In generally opposing an inference of wrongdoing, Defendant argues that he cannot be faulted because he is not a competitor of Anlin, but rather is using Anlin's mark to sell Anlin's windows. In support of his argument, he points out that his web site told visitors where Anlin was located, the types of windows it manufactures, provided a direct link to Anlin's web site and included a disclaimer. He also contends that the site did not represent that it was Anlin's site.

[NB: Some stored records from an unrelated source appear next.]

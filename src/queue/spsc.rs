use std::{
  cell::UnsafeCell,
  fmt,
  mem::MaybeUninit,
  ptr,
  sync::{
    atomic::{AtomicPtr, AtomicUsize, Ordering},
    Arc,
  },
};

struct Segment<T> {
  slots: Box<[UnsafeCell<MaybeUninit<T>>]>,
  next: AtomicPtr<Segment<T>>,
}

impl<T> Segment<T> {
  fn alloc(capacity: usize) -> *mut Self {
    let slots = (0..capacity).map(|_| UnsafeCell::new(MaybeUninit::uninit())).collect();
    Box::into_raw(Box::new(Self { slots, next: AtomicPtr::new(ptr::null_mut()) }))
  }
}

/// An unbounded single-producer single-consumer queue made of linked
/// fixed-capacity segments.
///
/// Both sides track a monotonically increasing index; the slot of an index is
/// `index % capacity` inside the segment the side currently points at. The
/// producer links a fresh segment when it reaches offset 0 of a new lap, the
/// consumer follows the link when it gets there and frees the segment it
/// left. Publication of an item is the `Release` store of the producer index,
/// so no lock is involved.
///
/// The raw `offer`/`poll`/`clear` are `unsafe`: callers promise that at most
/// one thread offers and at most one thread polls at any time. The
/// [`Producer`]/[`Consumer`] halves returned by [`SpscQueue::new`] encode that
/// promise in ownership.
pub struct SpscQueue<T> {
  capacity: usize,
  producer_index: AtomicUsize,
  consumer_index: AtomicUsize,
  producer_segment: UnsafeCell<*mut Segment<T>>,
  consumer_segment: UnsafeCell<*mut Segment<T>>,
}

// SAFETY: items cross from the producer thread to the consumer thread, the
// cursors are only touched by their own side.
unsafe impl<T: Send> Send for SpscQueue<T> {}
unsafe impl<T: Send> Sync for SpscQueue<T> {}

impl<T> SpscQueue<T> {
  /// Creates a queue with `capacity` items per segment and splits it.
  pub fn new(capacity: usize) -> (Producer<T>, Consumer<T>) {
    let queue = Arc::new(Self::with_capacity(capacity));
    (Producer { queue: queue.clone() }, Consumer { queue })
  }

  pub fn with_capacity(capacity: usize) -> Self {
    let capacity = capacity.max(1);
    let first = Segment::alloc(capacity);
    Self {
      capacity,
      producer_index: AtomicUsize::new(0),
      consumer_index: AtomicUsize::new(0),
      producer_segment: UnsafeCell::new(first),
      consumer_segment: UnsafeCell::new(first),
    }
  }

  #[inline]
  pub fn capacity(&self) -> usize { self.capacity }

  /// Appends an item.
  ///
  /// # Safety
  /// Must not run concurrently with another `offer` on the same queue.
  pub unsafe fn offer(&self, item: T) {
    let index = self.producer_index.load(Ordering::Relaxed);
    let offset = index % self.capacity;
    let segment = &mut *self.producer_segment.get();
    if offset == 0 && index != 0 {
      let next = Segment::alloc(self.capacity);
      (**segment).next.store(next, Ordering::Release);
      *segment = next;
    }
    (*(**segment).slots[offset].get()).write(item);
    self.producer_index.store(index + 1, Ordering::Release);
  }

  /// Removes the oldest item.
  ///
  /// # Safety
  /// Must not run concurrently with another `poll` or `clear` on the same
  /// queue.
  pub unsafe fn poll(&self) -> Option<T> {
    let index = self.consumer_index.load(Ordering::Relaxed);
    if index == self.producer_index.load(Ordering::Acquire) {
      return None;
    }
    let offset = index % self.capacity;
    let segment = &mut *self.consumer_segment.get();
    if offset == 0 && index != 0 {
      // The producer linked `next` before publishing `index`.
      let next = (**segment).next.load(Ordering::Acquire);
      drop(Box::from_raw(*segment));
      *segment = next;
    }
    let item = (*(**segment).slots[offset].get()).assume_init_read();
    self.consumer_index.store(index + 1, Ordering::Release);
    Some(item)
  }

  /// Drops every item currently visible to the consumer.
  ///
  /// # Safety
  /// Same contract as [`poll`](Self::poll).
  pub unsafe fn clear(&self) { while self.poll().is_some() {} }

  /// Safe from either side; may be stale by the time it returns.
  pub fn is_empty(&self) -> bool {
    self.consumer_index.load(Ordering::Acquire) == self.producer_index.load(Ordering::Acquire)
  }

  pub fn len(&self) -> usize {
    let consumed = self.consumer_index.load(Ordering::Acquire);
    self.producer_index.load(Ordering::Acquire).saturating_sub(consumed)
  }
}

impl<T> Drop for SpscQueue<T> {
  fn drop(&mut self) {
    // SAFETY: `&mut self` rules out any other producer or consumer.
    unsafe {
      self.clear();
      let mut segment = *self.consumer_segment.get_mut();
      while !segment.is_null() {
        let next = *(*segment).next.get_mut();
        drop(Box::from_raw(segment));
        segment = next;
      }
    }
  }
}

impl<T> fmt::Debug for SpscQueue<T> {
  fn fmt(&self, f: &mut fmt::Formatter<'_>) -> fmt::Result {
    f.debug_struct("SpscQueue").field("capacity", &self.capacity).field("len", &self.len()).finish()
  }
}

/// The writing half of an [`SpscQueue`].
pub struct Producer<T> {
  queue: Arc<SpscQueue<T>>,
}

impl<T> Producer<T> {
  #[inline]
  pub fn offer(&mut self, item: T) {
    // SAFETY: `Producer` is not `Clone` and `offer` takes `&mut self`.
    unsafe { self.queue.offer(item) }
  }

  #[inline]
  pub fn is_empty(&self) -> bool { self.queue.is_empty() }
}

/// The reading half of an [`SpscQueue`].
pub struct Consumer<T> {
  queue: Arc<SpscQueue<T>>,
}

impl<T> Consumer<T> {
  #[inline]
  pub fn poll(&mut self) -> Option<T> {
    // SAFETY: `Consumer` is not `Clone` and `poll` takes `&mut self`.
    unsafe { self.queue.poll() }
  }

  #[inline]
  pub fn clear(&mut self) {
    // SAFETY: as for `poll`.
    unsafe { self.queue.clear() }
  }

  #[inline]
  pub fn is_empty(&self) -> bool { self.queue.is_empty() }

  #[inline]
  pub fn len(&self) -> usize { self.queue.len() }
}

impl<T> Iterator for Consumer<T> {
  type Item = T;

  fn next(&mut self) -> Option<T> { self.poll() }
}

Defendant's argument mistakes the nature of cybersquatting liability. The focus of the inquiry is not on whether Defendant legitimately sold Anlin's windows or used Anlin's mark on his website. Indeed, Anlin is not trying to prohibit Defendant from selling its windows, nor is it objecting to the use of its name and mark on his website. Instead, the focus of the inquiry is on the use of Anlin's mark in his domain name. Focusing on the domain name, courts have concluded that the use of a disclaimer does not save a domain name from cybersquatting liability as the internet user must access the site before seeing the disclaimer.Coca Cola Co. v. Purdy, 382 F.3d 774, 783 (8th Cir. 2004) (material on site is not relevant to whether the domain name and mark are confusingly similar).

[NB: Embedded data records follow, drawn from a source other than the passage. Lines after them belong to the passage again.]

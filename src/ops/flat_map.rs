//! `flat_map` and its relatives: every source item becomes an inner source
//! and the items of all inners are merged into one serialized stream.
//!
//! Each inner owns an SPSC queue. An inner whose queue is empty tries to
//! emit straight through the drain; everything else is queued and picked up
//! by whichever thread currently drains. Single-value inners never get
//! subscribed, their value goes through the same fast path.
use std::sync::{
  atomic::{AtomicBool, AtomicUsize, Ordering},
  Arc,
};

use crate::{
  config,
  disposable::{CompositeDisposable, Disposable, DisposableSlot},
  drain::Drain,
  error::ErrorComposite,
  error_slot::{ErrorMode, ErrorSlot},
  fusion::{BoxedFusedQueue, FusionMode},
  observable::{from_iter, FromIter, Observable, ObservableExt},
  observer::{Observer, Upstream},
  queue::{Consumer, Handoff, MpscQueue, MpscReceiver, MpscSender, Producer, SpscQueue},
};

/// Merges `sources` into one stream.
pub fn merge<I, S>(sources: I) -> FlatMapOp<FromIter<I::IntoIter, S::Err>, IdentityInner>
where
  I: IntoIterator<Item = S>,
  I::IntoIter: Send + 'static,
  S: Observable + Send,
{
  from_iter(sources).merge_all()
}

// ============================================================================
// Inner mapping
// ============================================================================

/// Turns a source item into the inner source to merge.
pub trait InnerMapper<Item, Err>: Send + 'static {
  type Inner: Observable<Err = Err> + Send;

  fn map_inner(&mut self, item: Item) -> Result<Self::Inner, Err>;
}

pub struct MapInner<F>(pub(crate) F);

impl<Item, Err, F, S> InnerMapper<Item, Err> for MapInner<F>
where
  F: FnMut(Item) -> S + Send + 'static,
  S: Observable<Err = Err> + Send,
{
  type Inner = S;

  #[inline]
  fn map_inner(&mut self, item: Item) -> Result<S, Err> { Ok((self.0)(item)) }
}

pub struct TryMapInner<F>(pub(crate) F);

impl<Item, Err, F, S> InnerMapper<Item, Err> for TryMapInner<F>
where
  F: FnMut(Item) -> Result<S, Err> + Send + 'static,
  S: Observable<Err = Err> + Send,
{
  type Inner = S;

  #[inline]
  fn map_inner(&mut self, item: Item) -> Result<S, Err> { (self.0)(item) }
}

/// The items are the inner sources already.
pub struct IdentityInner;

impl<S: Observable + Send> InnerMapper<S, S::Err> for IdentityInner {
  type Inner = S;

  #[inline]
  fn map_inner(&mut self, item: S) -> Result<S, S::Err> { Ok(item) }
}

// ============================================================================
// Operator
// ============================================================================

pub struct FlatMapOp<S: Observable, M> {
  source: S,
  mapper: M,
  max_concurrency: usize,
  buffer_size: usize,
  error_mode: ErrorMode<S::Err>,
}

impl<S: Observable, M> FlatMapOp<S, M> {
  pub(crate) fn new(source: S, mapper: M) -> Self {
    Self {
      source,
      mapper,
      max_concurrency: usize::MAX,
      buffer_size: config::buffer_size(),
      error_mode: ErrorMode::FirstWins,
    }
  }

  /// Caps the number of inners subscribed at the same time; the rest wait
  /// in arrival order. `0` is treated as `1`.
  pub fn max_concurrency(mut self, max: usize) -> Self {
    self.max_concurrency = max.max(1);
    self
  }

  /// Segment size of the per-inner queues.
  pub fn buffer_size(mut self, size: usize) -> Self {
    self.buffer_size = size.max(1);
    self
  }

  /// Keeps every source running after an error and reports all errors,
  /// composed, once everything finished.
  pub fn delay_errors(mut self) -> Self
  where
    S::Err: ErrorComposite,
  {
    self.error_mode = ErrorMode::delay();
    self
  }
}

impl<S, M> Observable for FlatMapOp<S, M>
where
  S: Observable,
  M: InnerMapper<S::Item, S::Err>,
{
  type Item = <M::Inner as Observable>::Item;
  type Err = S::Err;

  fn actual_subscribe<O>(self, observer: O)
  where
    O: Observer<Self::Item, Self::Err> + 'static,
  {
    let bounded = self.max_concurrency != usize::MAX;
    let (pending_tx, pending_rx) = if bounded {
      let (tx, rx) = SpscQueue::new(self.buffer_size);
      (Some(tx), Some(rx))
    } else {
      (None, None)
    };
    let (scalar_tx, scalar_rx) = SpscQueue::new(self.buffer_size);
    let (registrations, registered) = MpscQueue::new();

    let state = Arc::new(MergeState {
      cancelled: AtomicBool::new(false),
      done: AtomicBool::new(false),
      upstream: DisposableSlot::new(),
      inners: CompositeDisposable::new(),
      errors: ErrorSlot::new(self.error_mode),
      active: AtomicUsize::new(0),
      max_concurrency: self.max_concurrency,
      buffer_size: self.buffer_size,
      registrations,
      drain: Drain::new(DrainState {
        downstream: observer,
        inners: Vec::new(),
        pending: pending_rx,
        scalars: scalar_rx,
        registered,
        terminated: false,
      }),
    });

    let upstream = Upstream::new(state.clone());
    if let Some(((), Some(rest))) = state.drain.try_with(|ds| ds.downstream.on_subscribe(upstream)) {
      state.drain.run(rest, |ds| state.drain_loop(ds));
    }
    if state.cancelled.load(Ordering::Acquire) {
      return;
    }

    self.source.actual_subscribe(OuterObserver {
      state,
      mapper: self.mapper,
      pending: pending_tx,
      scalars: scalar_tx,
      done: false,
    });
  }
}

// ============================================================================
// Shared state
// ============================================================================

enum Pending<I: Observable> {
  Source(I),
  Scalar(I::Item),
}

struct MergeState<O, I: Observable> {
  cancelled: AtomicBool,
  /// The outer source terminated.
  done: AtomicBool,
  upstream: DisposableSlot,
  inners: CompositeDisposable,
  errors: ErrorSlot<I::Err>,
  /// Inners subscribed (or reserved) and not yet reaped by the drainer.
  active: AtomicUsize,
  max_concurrency: usize,
  buffer_size: usize,
  registrations: MpscSender<InnerEntry<I::Item, I::Err>>,
  drain: Drain<DrainState<O, I>>,
}

struct DrainState<O, I: Observable> {
  downstream: O,
  inners: Vec<InnerEntry<I::Item, I::Err>>,
  pending: Option<Consumer<Pending<I>>>,
  scalars: Consumer<I::Item>,
  registered: MpscReceiver<InnerEntry<I::Item, I::Err>>,
  terminated: bool,
}

impl<O, I: Observable> DrainState<O, I> {
  fn purge(&mut self) {
    for mut entry in self.inners.drain(..) {
      if let Some(q) = entry.fused.as_mut() {
        q.clear();
      }
    }
    self.scalars.clear();
    if let Some(pending) = self.pending.as_mut() {
      pending.clear();
    }
    self.registered.clear();
  }
}

impl<O, I> MergeState<O, I>
where
  I: Observable + Send,
  O: Observer<I::Item, I::Err> + 'static,
{
  fn drain(self: &Arc<Self>) { self.drain.drain(|ds| self.drain_loop(ds)) }

  /// Fast path for one item: emits in place when nobody drains.
  fn try_emit(self: &Arc<Self>, value: I::Item) -> Result<(), I::Item> {
    self.drain.try_emit(
      value,
      |ds, v| {
        if !ds.terminated && !self.is_stopped() {
          ds.downstream.next(v)
        }
      },
      |ds| self.drain_loop(ds),
    )
  }

  #[inline]
  fn is_stopped(&self) -> bool {
    self.cancelled.load(Ordering::Acquire) || (!self.errors.is_delayed() && self.errors.has_error())
  }

  fn cancel_sources(&self) {
    self.upstream.dispose();
    self.inners.dispose();
  }

  /// Records an error; in first-wins mode everything else is disposed right
  /// away and the drainer delivers it.
  fn fail(&self, err: I::Err) {
    if self.errors.add(err) && !self.errors.is_delayed() {
      tracing::trace!(target: "rxcore::flat_map", "error, disposing all sources");
      self.cancel_sources();
    }
  }

  /// Reserves one concurrency slot.
  fn try_reserve(&self) -> bool {
    let mut active = self.active.load(Ordering::Acquire);
    loop {
      if active >= self.max_concurrency {
        return false;
      }
      match self.active.compare_exchange_weak(active, active + 1, Ordering::AcqRel, Ordering::Acquire) {
        Ok(_) => return true,
        Err(now) => active = now,
      }
    }
  }

  #[inline]
  fn release(&self) { self.active.fetch_sub(1, Ordering::AcqRel); }

  /// Subscribes `source`; its slot in `active` is already taken.
  fn subscribe_inner(self: &Arc<Self>, source: I) {
    let shared = Arc::new(InnerShared {
      done: AtomicBool::new(false),
      upstream: DisposableSlot::new(),
      fused: Handoff::empty(),
    });
    let Some(key) = self.inners.add(Box::new(shared.clone())) else {
      self.release();
      return;
    };
    let (queue, consumer) = SpscQueue::new(self.buffer_size);
    // Registered before subscribing, so a completion check that sees the
    // outer done also sees this inner.
    self.registrations.push(InnerEntry {
      shared: shared.clone(),
      key,
      queue: consumer,
      fused: None,
      sync: false,
    });
    tracing::trace!(target: "rxcore::flat_map", key, "subscribing inner");
    source.actual_subscribe(InnerObserver { state: self.clone(), shared, queue });
  }

  /// Stops the loop on cancellation or a first-wins error. Returns whether
  /// the drainer has to bail out.
  fn check_stop(&self, ds: &mut DrainState<O, I>) -> bool {
    if self.cancelled.load(Ordering::Acquire) {
      ds.purge();
      return true;
    }
    if !self.errors.is_delayed() && self.errors.has_error() {
      self.cancel_sources();
      if let Some(err) = self.errors.terminate() {
        ds.terminated = true;
        ds.downstream.error(err);
      }
      ds.purge();
      return true;
    }
    false
  }

  fn next_pending(&self, ds: &mut DrainState<O, I>) -> Option<Pending<I>> {
    let pending = ds.pending.as_mut()?;
    if pending.is_empty() || !self.try_reserve() {
      return None;
    }
    // Nobody else polls, and it was not empty.
    let next = pending.poll();
    if next.is_none() {
      self.release();
    }
    next
  }

  fn drain_loop(self: &Arc<Self>, ds: &mut DrainState<O, I>) {
    if ds.terminated {
      ds.purge();
      return;
    }
    loop {
      if self.check_stop(ds) {
        return;
      }
      // Read before looking at the queues: everything the outer source
      // produced before it terminated is visible after this load.
      let done = self.done.load(Ordering::Acquire);

      while let Some(v) = ds.scalars.poll() {
        ds.downstream.next(v);
        if self.check_stop(ds) {
          return;
        }
      }

      while let Some(next) = self.next_pending(ds) {
        match next {
          Pending::Source(source) => self.subscribe_inner(source),
          Pending::Scalar(v) => {
            // The slot is held until the value is out, so nothing admitted
            // from inside `next` can overtake it.
            ds.downstream.next(v);
            self.release();
            if self.check_stop(ds) {
              return;
            }
          }
        }
      }

      while let Some(entry) = ds.registered.poll() {
        ds.inners.push(entry);
      }

      let mut reaped = 0;
      let mut i = 0;
      while i < ds.inners.len() {
        loop {
          let entry = &mut ds.inners[i];
          match entry.poll() {
            Ok(Some(v)) => ds.downstream.next(v),
            Ok(None) => break,
            Err(err) => {
              entry.abandon();
              self.fail(err);
              break;
            }
          }
          if self.check_stop(ds) {
            return;
          }
        }
        if self.check_stop(ds) {
          return;
        }

        if ds.inners[i].is_finished() {
          let entry = ds.inners.swap_remove(i);
          entry.shared.upstream.weak_dispose();
          self.inners.delete(entry.key);
          self.release();
          reaped += 1;
        } else {
          i += 1;
        }
      }

      if done
        && self.active.load(Ordering::Acquire) == 0
        && ds.inners.is_empty()
        && ds.registered.is_empty()
        && ds.scalars.is_empty()
        && ds.pending.as_ref().map_or(true, |p| p.is_empty())
      {
        ds.terminated = true;
        // Every source finished; drop the references without disposing.
        self.upstream.weak_dispose();
        self.inners.clear();
        match self.errors.terminate() {
          Some(err) => ds.downstream.error(err),
          None => ds.downstream.complete(),
        }
        ds.purge();
        return;
      }

      // A reaped inner frees a slot for the pending ones.
      if reaped == 0 || ds.pending.is_none() {
        return;
      }
    }
  }
}

impl<O, I> Disposable for MergeState<O, I>
where
  I: Observable + Send,
  O: Observer<I::Item, I::Err> + 'static,
{
  fn dispose(&self) {
    if self.cancelled.swap(true, Ordering::AcqRel) {
      return;
    }
    tracing::trace!(target: "rxcore::flat_map", "disposed");
    self.cancel_sources();
    self.drain.drain(|ds| ds.purge());
  }

  #[inline]
  fn is_disposed(&self) -> bool { self.cancelled.load(Ordering::Acquire) }
}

2. Distinctiveness of Mark at Time Defendant Registered and Used Domain Names
Nor is there any factual dispute that Anlin's mark was fanciful and distinctive at the time Defendant registered the domain names. Trademarks are generally categorized as generic, descriptive, fanciful, arbitrary, and suggestive. Yellow Cab Co. of Sacramento v. Yellow Cab of Elk Grove, Inc., 419 F.3d 925, 927 (9th Cir. 2005). Fanciful, arbitrary and suggestive marks "are deemed inherently distinctive and are automatically entitled to protection because they naturally `serve to identify a particular source of a product.'" Id. (citations omitted). A "fanciful" mark is a combination of letters or other symbols signifying nothing other than the product or service to which the mark has been assigned. Little Caesar Enterprises, Inc. v. Pizza Caesar, Inc., 834 F.2d 568, 571 (6th Cir. 1987).
It is undisputed that the name "Anlin" is a combination of letters from the names of the owners. As such, it is a fanciful, distinctive mark that would otherwise have no meaning. Defendant registered "www.anlinwindows.com" on April 27, 2001, long after Anlin began using its fanciful mark in 1991.

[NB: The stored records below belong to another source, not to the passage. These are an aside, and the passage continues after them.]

//! A publish subject: an observer that rebroadcasts to its subscribers.
use std::{
  fmt,
  sync::{
    atomic::{AtomicBool, Ordering},
    Arc, Mutex, Weak,
  },
};

use smallvec::SmallVec;

use crate::{
  disposable::Disposable,
  error::undeliverable,
  observable::Observable,
  observer::{BoxedObserver, Observer, Upstream},
  util::lock_recover,
};

/// Broadcasts every signal it receives to the observers subscribed at that
/// moment. Subscribers arriving after termination get the terminal signal
/// right away.
///
/// Each subscriber is called under its own lock; the subscriber list lock is
/// never held while emitting.
pub struct Subject<Item, Err> {
  inner: Arc<SubjectInner<Item, Err>>,
}

struct SubjectInner<Item, Err> {
  state: Mutex<SubjectState<Item, Err>>,
}

struct SubjectState<Item, Err> {
  next_id: usize,
  observers: SmallVec<[(usize, Arc<Entry<Item, Err>>); 2]>,
  terminal: Option<Terminal<Err>>,
}

#[derive(Clone)]
enum Terminal<Err> {
  Complete,
  Error(Err),
}

struct Entry<Item, Err> {
  observer: Mutex<BoxedObserver<Item, Err>>,
  disposed: AtomicBool,
}

impl<Item, Err> Entry<Item, Err> {
  fn with(&self, f: impl FnOnce(&mut BoxedObserver<Item, Err>)) {
    if !self.disposed.load(Ordering::Acquire) {
      f(&mut lock_recover(&self.observer));
    }
  }
}

impl<Item, Err> Subject<Item, Err> {
  pub fn new() -> Self {
    Self {
      inner: Arc::new(SubjectInner {
        state: Mutex::new(SubjectState {
          next_id: 0,
          observers: SmallVec::new(),
          terminal: None,
        }),
      }),
    }
  }

  pub fn observer_count(&self) -> usize { lock_recover(&self.inner.state).observers.len() }

  pub fn is_terminated(&self) -> bool { lock_recover(&self.inner.state).terminal.is_some() }

  fn snapshot(&self) -> SmallVec<[Arc<Entry<Item, Err>>; 2]> {
    lock_recover(&self.inner.state).observers.iter().map(|(_, e)| e.clone()).collect()
  }

  /// Marks the subject terminated and detaches every subscriber.
  fn terminate(&self, terminal: Terminal<Err>) -> Option<SmallVec<[Arc<Entry<Item, Err>>; 2]>> {
    let mut state = lock_recover(&self.inner.state);
    if state.terminal.is_some() {
      return None;
    }
    state.terminal = Some(terminal);
    Some(state.observers.drain(..).map(|(_, e)| e).collect())
  }
}

impl<Item: Clone, Err: Clone> Subject<Item, Err> {
  pub fn next(&self, value: Item) {
    let entries = self.snapshot();
    let mut iter = entries.iter().peekable();
    while let Some(entry) = iter.next() {
      if iter.peek().is_some() {
        entry.with(|o| o.next(value.clone()));
      } else {
        entry.with(|o| o.next(value));
        break;
      }
    }
  }

  pub fn error(&self, err: Err) {
    match self.terminate(Terminal::Error(err.clone())) {
      Some(entries) => entries.iter().for_each(|e| e.with(|o| o.error(err.clone()))),
      None => undeliverable(err),
    }
  }

  pub fn complete(&self) {
    if let Some(entries) = self.terminate(Terminal::Complete) {
      entries.iter().for_each(|e| e.with(|o| o.complete()));
    }
  }
}

impl<Item, Err> Clone for Subject<Item, Err> {
  fn clone(&self) -> Self { Self { inner: self.inner.clone() } }
}

impl<Item, Err> Default for Subject<Item, Err> {
  fn default() -> Self { Self::new() }
}

impl<Item, Err> fmt::Debug for Subject<Item, Err> {
  fn fmt(&self, f: &mut fmt::Formatter<'_>) -> fmt::Result {
    f.debug_struct("Subject")
      .field("observers", &self.observer_count())
      .field("terminated", &self.is_terminated())
      .finish()
  }
}

struct SubjectSubscription<Item, Err> {
  subject: Weak<SubjectInner<Item, Err>>,
  id: usize,
  entry: Arc<Entry<Item, Err>>,
}

impl<Item: Send, Err: Send> Disposable for SubjectSubscription<Item, Err> {
  fn dispose(&self) {
    if self.entry.disposed.swap(true, Ordering::AcqRel) {
      return;
    }
    if let Some(subject) = self.subject.upgrade() {
      let removed = {
        let mut state = lock_recover(&subject.state);
        let pos = state.observers.iter().position(|(id, _)| *id == self.id);
        pos.map(|pos| state.observers.remove(pos))
      };
      drop(removed);
    }
  }

  fn is_disposed(&self) -> bool { self.entry.disposed.load(Ordering::Acquire) }
}

impl<Item, Err> Observable for Subject<Item, Err>
where
  Item: Clone + Send + 'static,
  Err: Clone + Send + 'static,
{
  type Item = Item;
  type Err = Err;

  fn actual_subscribe<O>(self, observer: O)
  where
    O: Observer<Item, Err> + 'static,
  {
    let entry = Arc::new(Entry {
      observer: Mutex::new(Box::new(observer) as BoxedObserver<Item, Err>),
      disposed: AtomicBool::new(false),
    });
    // Held until `on_subscribe` returned, so no signal overtakes it.
    let mut observer = lock_recover(&entry.observer);

    let (id, terminal) = {
      let mut state = lock_recover(&self.inner.state);
      let id = state.next_id;
      state.next_id += 1;
      match state.terminal.clone() {
        Some(terminal) => (id, Some(terminal)),
        None => {
          state.observers.push((id, entry.clone()));
          (id, None)
        }
      }
    };

    let subscription = SubjectSubscription { subject: Arc::downgrade(&self.inner), id, entry: entry.clone() };
    observer.on_subscribe(Upstream::new(Arc::new(subscription)));
    match terminal {
      Some(Terminal::Complete) => observer.complete(),
      Some(Terminal::Error(err)) => observer.error(err),
      None => {}
    }
  }
}

impl<Item, Err> Observer<Item, Err> for Subject<Item, Err>
where
  Item: Clone + Send,
  Err: Clone + Send,
{
  fn on_subscribe(&mut self, upstream: Upstream<Item, Err>) {
    if self.is_terminated() {
      upstream.dispose();
    }
  }

  fn next(&mut self, value: Item) { Subject::next(self, value) }

  fn error(&mut self, err: Err) { Subject::error(self, err) }

  fn complete(&mut self) { Subject::complete(self) }
}

#[cfg(test)]
mod tests {
  use std::thread;

  use super::*;
  use crate::{
    fusion::FusionMode,
    observable::{from_iter, ObservableExt},
  };

  #[rxcore_macro::test]
  fn broadcasts_to_current_subscribers() {
    let subject = Subject::<i32, ()>::new();
    let a = subject.clone().test();
    subject.next(1);
    let b = subject.clone().test();
    subject.next(2);
    subject.complete();

    a.assert_values(&[1, 2]).assert_complete();
    b.assert_values(&[2]).assert_complete();
    assert_eq!(subject.observer_count(), 0);
  }

  #[rxcore_macro::test]
  fn late_subscriber_gets_terminal() {
    let subject = Subject::<i32, &'static str>::new();
    subject.error("gone");
    subject.error("again");
    subject.clone().test().assert_values(&[]).assert_error(|e| *e == "gone");
  }

  #[rxcore_macro::test]
  fn dispose_removes_subscriber() {
    let subject = Subject::<i32, ()>::new();
    let test = subject.clone().test();
    assert_eq!(subject.observer_count(), 1);
    test.dispose();
    assert_eq!(subject.observer_count(), 0);
    subject.next(1);
    test.assert_values(&[]);
  }

  #[rxcore_macro::test]
  fn subject_as_observer() {
    let subject = Subject::<i32, ()>::new();
    let test = subject.clone().test_fused(FusionMode::ANY);
    from_iter(vec![1, 2, 3]).actual_subscribe(subject.clone());
    test.assert_fusion_mode(FusionMode::NONE).assert_values(&[1, 2, 3]).assert_complete();
  }

  #[rxcore_macro::test]
  fn concurrent_next_stays_serialized_per_subscriber() {
    let subject = Subject::<usize, ()>::new();
    let test = subject.clone().test();
    let handles: Vec<_> = (0..4)
      .map(|_| {
        let subject = subject.clone();
        thread::spawn(move || (0..500).for_each(|v| subject.next(v)))
      })
      .collect();
    handles.into_iter().for_each(|h| h.join().unwrap());
    test.assert_value_count(2000).assert_serialized();
  }
}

Defendant contends that "Anlin Windows" was not distinctive on April 27, 2001, as the mark was first used in commerce on April 1, 2001. Defendant misunderstands the significance of a fanciful mark. Whether a mark is fanciful and therefore distinct does not depend on when it was first used in commerce in the context of an application for federal registration. Rather, it depends on the term itself, and a fanciful mark is deserving of protection from the inception of its use, which in this case was 1991. See eg. Blisscraft of Hollywood v. United Plastics Co., 294 F.2d 694, 700 (2nd Cir. 1961). The mark was therefore distinctive at the time Defendant registered and used his domain names.
3. Bad Faith Intent to Profit
A finding of "bad faith" is an essential prerequisite to finding an ACPA violation. Interstellar Starship, 304 F.3d at 946. 15 U.S.C. § 1125(d)(1)(B) sets forth nine factors for the courts to consider in determining whether a person has a bad faith intent. However, "Congress did not mean these factors to be an exclusive list; instead `the most important grounds for finding bad faith are the unique circumstances of the case, which do not fit neatly into the specific factors enumerated by Congress.'" Id. at 946-947 (citations omitted).
Here, Anlin points to numerous factors in support of its argument that Defendant had a bad faith intent to profit from the mark. For example, Defendant has no rights in the name Anlin, has not used four of the five domain names that he registered, and offered to sell all five domain names for $100,000.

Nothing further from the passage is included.